Bugging device found in All Blacks hotel before Wallabies Test

 

Australian police Saturday said they were examining a listening device found in the All Blacks’ Sydney hotel ahead of their clash against the Wallabies, as Australian rugby reportedly rejected as “ludicrous” the idea they had bugged the New Zealanders.

The device was planted inside a chair and found during a routine team security sweep of an All Blacks’ meeting room in the lead-up to the opening Rugby Championship Test on Saturday, New Zealand Rugby (NZR) said.

The All Blacks beat the Wallabies 42-8.

“The hotel immediately launched an investigation, we have informed the Australian Rugby Union, and jointly we have now decided to hand over the investigation to the Australian police,” NZR chief executive Steve Tew said.

“We are taking this issue very seriously, and given it will be a police matter, it would not be prudent to go into further details.”

New South Wales Police said they were investigating, but had only been made aware of the find on Saturday — five days after the device was found and just hours ahead of the Test between the trans-Tasman rivals.

“Any delay in any investigation is always tough,” Rose Bay commander, superintendent Brad Hodder, told reporters. “That will be looked at in our investigation.”

Police could not say what range the device may have had or how long it had been in place, but Tew said there had been an All Blacks team meeting in that room earlier in the week.

“If the device was working properly, and we don’t know that for sure, then they would have overheard that,” he told reporters outside the team’s Double Bay hotel on Saturday.

“But we don’t think it’s a catastrophic issue for the game tonight.

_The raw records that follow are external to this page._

//! Warming contact entity: an operator-supplied phone number used purely as
//! a warming target, not a real lead.

use serde::{Deserialize, Serialize};
use sqlx::FromRow;
use warmline_core::types::{DbId, Timestamp};

/// A row from the `warming_contacts` table.
#[derive(Debug, Clone, FromRow, Serialize)]
pub struct WarmingContact {
    pub id: DbId,
    pub operator_id: DbId,
    pub phone: String,
    pub display_name: Option<String>,
    pub is_active: bool,
    pub created_at: Timestamp,
}

/// DTO for adding a warming contact.
#[derive(Debug, Deserialize)]
pub struct CreateWarmingContact {
    pub operator_id: DbId,
    pub phone: String,
    pub display_name: Option<String>,
}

We’re going to get on with it.”

Tew said he has spoken with Australian Rugby Union chief Bill Pulver who was “just as shocked as I was”.

“We haven’t made any accusations of anybody so there’s no room for denials,” he said when asked if Australia had denied involvement in the incident.

– ‘Completely ludicrous’ –

An Australian Rugby Union spokesman made no comment but Pulver told the New Zealand Herald there was no way his organisation had anything to do with the device.

“Of course (the ARU is not involved). It is completely ludicrous. I just think it’s a ludicrous concept that there are listening devices being placed in team rooms. I don’t know how that could happen,” Pulver was quoted as saying.

“I’m utterly disappointed the story would break on match day and frankly, that’s all I’ve got to say. We are going to focus on a game of rugby that we’ve got tonight and we will deal with this matter after the rugby.”

All Blacks coach Steve Hansen said his team had not been distracted by the discovery of the listening device.

“No, not really. It’s not something that we wanted, but it happened, you have to deal with it and it’s not in your control, but how you react is in your control,” Hansen told reporters after his team’s big win over the Wallabies.

“We’ve just got on with our work and we have passed it over to the powers that be and they’ll deal with it.

“I was shocked. Lots of people are speculating about who’s done it and who hasn’t, and I don’t think that’s fair.

The device — described as similar to that used by law enforcement and spying agencies — was found inside a chair in the hotel on Monday, a day after the All Blacks arrived.

The foam of the seat appeared to have been deliberately and carefully cut to make way for the surveillance device and then sewn or glued back together to be almost undetectable, according to the New Zealand Herald.

The Herald said it had been told that hiding the device “was a highly skilled and meticulous act and whoever put it there would have needed a significant amount of time to have pulled off such an accomplished job.”